- _ABOUT THIS EXERCISE_:
Beneath this task are records; print exactly the stretch of them from the line with "fn deque_pop_back(&self, alias: &str)" through the line with "fn deque_get_at(&self, alias: &str, index: i64)", both ends included.

- _EXCERPTED RECORDS_:
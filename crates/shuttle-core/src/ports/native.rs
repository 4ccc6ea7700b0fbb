//! Native port - ブロッキングなデータベースクライアント API
//!
//! ネイティブ層は不透明なブロッキング呼び出しの集まりとして扱います。
//! どのメソッドも worker スレッドからのみ呼ばれ、status の `ErrorCode`
//! か `Result<T, ErrorCode>` を返します。
//!
//! 配列を返す呼び出しは `NativeArray` で返し、呼び出し元が drop した
//! 時点でネイティブ側の確保が解放されます。

use std::sync::Arc;

use crate::domain::buffer::{NativeArray, NativeBuffer};
use crate::domain::errors::ErrorCode;
use crate::domain::metadata::{EntryMetadata, EntryType};
use crate::domain::query::QueryResult;
use crate::domain::series::{Aggregation, AggregationResult, ColumnInfo, ColumnType, Point};
use crate::domain::time::{Expiry, Timespec, TsRange};

/// Credentials は secured cluster への接続情報
#[derive(Debug, Clone, PartialEq, Eq)]
pub struct Credentials {
    pub cluster_public_key: String,
    pub user_name: String,
    pub user_private_key: String,
}

/// NativeConnector は新しい native handle を開く
pub trait NativeConnector: Send + Sync {
    fn open(
        &self,
        uri: &str,
        credentials: Option<&Credentials>,
    ) -> Result<Arc<dyn NativeSession>, ErrorCode>;
}

/// NativeSession は接続済みの native handle
pub trait NativeSession: Send + Sync {
    fn set_timeout(&self, timeout_ms: u32) -> ErrorCode;

    // entry
    fn remove(&self, alias: &str) -> ErrorCode;
    fn attach_tag(&self, alias: &str, tag: &str) -> ErrorCode;
    fn attach_tags(&self, alias: &str, tags: &[String]) -> ErrorCode;
    fn detach_tag(&self, alias: &str, tag: &str) -> ErrorCode;
    fn detach_tags(&self, alias: &str, tags: &[String]) -> ErrorCode;
    fn has_tag(&self, alias: &str, tag: &str) -> ErrorCode;
    fn get_tags(&self, alias: &str) -> Result<NativeArray<String>, ErrorCode>;
    fn get_metadata(&self, alias: &str) -> Result<EntryMetadata, ErrorCode>;
    fn get_type(&self, alias: &str) -> Result<EntryType, ErrorCode>;

    // expiry
    fn expires_at(&self, alias: &str, expiry: Expiry) -> ErrorCode;
    /// 現在時刻から `delta_secs` 秒後に期限を設定する
    fn expires_from_now(&self, alias: &str, delta_secs: i64) -> ErrorCode;
    /// `None` は期限なし
    fn get_expiry(&self, alias: &str) -> Result<Option<Timespec>, ErrorCode>;

    // blob
    fn blob_put(&self, alias: &str, content: &[u8], expiry: Expiry) -> ErrorCode;
    fn blob_update(&self, alias: &str, content: &[u8], expiry: Expiry) -> ErrorCode;
    fn blob_get(&self, alias: &str) -> Result<NativeBuffer, ErrorCode>;
    fn blob_get_and_remove(&self, alias: &str) -> Result<NativeBuffer, ErrorCode>;

    // integer
    fn int_put(&self, alias: &str, value: i64, expiry: Expiry) -> ErrorCode;
    fn int_update(&self, alias: &str, value: i64, expiry: Expiry) -> ErrorCode;
    fn int_get(&self, alias: &str) -> Result<i64, ErrorCode>;
    fn int_add(&self, alias: &str, addend: i64) -> Result<i64, ErrorCode>;

    // deque
    fn deque_push_front(&self, alias: &str, content: &[u8]) -> ErrorCode;
    fn deque_push_back(&self, alias: &str, content: &[u8]) -> ErrorCode;
    fn deque_pop_front(&self, alias: &str) -> Result<NativeBuffer, ErrorCode>;
    fn deque_pop_back(&self, alias: &str) -> Result<NativeBuffer, ErrorCode>;
    fn deque_front(&self, alias: &str) -> Result<NativeBuffer, ErrorCode>;
    fn deque_back(&self, alias: &str) -> Result<NativeBuffer, ErrorCode>;
    fn deque_size(&self, alias: &str) -> Result<u64, ErrorCode>;
    fn deque_get_at(&self, alias: &str, index: i64) -> Result<NativeBuffer, ErrorCode>;
    fn deque_set_at(&self, alias: &str, index: i64, content: &[u8]) -> ErrorCode;

    // hset
    fn hset_insert(&self, alias: &str, content: &[u8]) -> ErrorCode;
    fn hset_erase(&self, alias: &str, content: &[u8]) -> ErrorCode;
    fn hset_contains(&self, alias: &str, content: &[u8]) -> ErrorCode;

    // lookups
    fn tag_entries(&self, tag: &str) -> Result<NativeArray<String>, ErrorCode>;
    fn prefix_entries(&self, prefix: &str, max_count: i64) -> Result<NativeArray<String>, ErrorCode>;
    fn suffix_entries(&self, suffix: &str, max_count: i64) -> Result<NativeArray<String>, ErrorCode>;
    /// 中身に `pattern` を含む blob の alias
    fn blob_scan(&self, pattern: &str, max_count: i64) -> Result<NativeArray<String>, ErrorCode>;
    /// 中身が正規表現 `pattern` に一致する blob の alias
    fn blob_scan_regex(&self, pattern: &str, max_count: i64) -> Result<NativeArray<String>, ErrorCode>;

    // time series
    fn ts_create(&self, alias: &str, columns: &[ColumnInfo]) -> ErrorCode;
    fn ts_insert_columns(&self, alias: &str, columns: &[ColumnInfo]) -> ErrorCode;
    fn ts_list_columns(&self, alias: &str) -> Result<NativeArray<ColumnInfo>, ErrorCode>;
    fn ts_insert(&self, alias: &str, column: &str, points: &[Point]) -> ErrorCode;
    fn ts_get_ranges(
        &self,
        alias: &str,
        column: &str,
        column_type: ColumnType,
        ranges: &[TsRange],
    ) -> Result<NativeArray<Point>, ErrorCode>;
    fn ts_aggregate(
        &self,
        alias: &str,
        column: &str,
        column_type: ColumnType,
        aggregations: &[Aggregation],
    ) -> Result<Vec<AggregationResult>, ErrorCode>;
    fn ts_erase_ranges(
        &self,
        alias: &str,
        column: &str,
        column_type: ColumnType,
        ranges: &[TsRange],
    ) -> Result<u64, ErrorCode>;

    // query
    fn query(&self, text: &str) -> Result<QueryResult, ErrorCode>;
    fn query_find(&self, text: &str) -> Result<NativeArray<String>, ErrorCode>;
}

- _WRITTEN ANSWER_:
    fn deque_pop_back(&self, alias: &str) -> Result<NativeBuffer, ErrorCode>;
    fn deque_front(&self, alias: &str) -> Result<NativeBuffer, ErrorCode>;
    fn deque_back(&self, alias: &str) -> Result<NativeBuffer, ErrorCode>;
    fn deque_size(&self, alias: &str) -> Result<u64, ErrorCode>;
    fn deque_get_at(&self, alias: &str, index: i64) -> Result<NativeBuffer, ErrorCode>;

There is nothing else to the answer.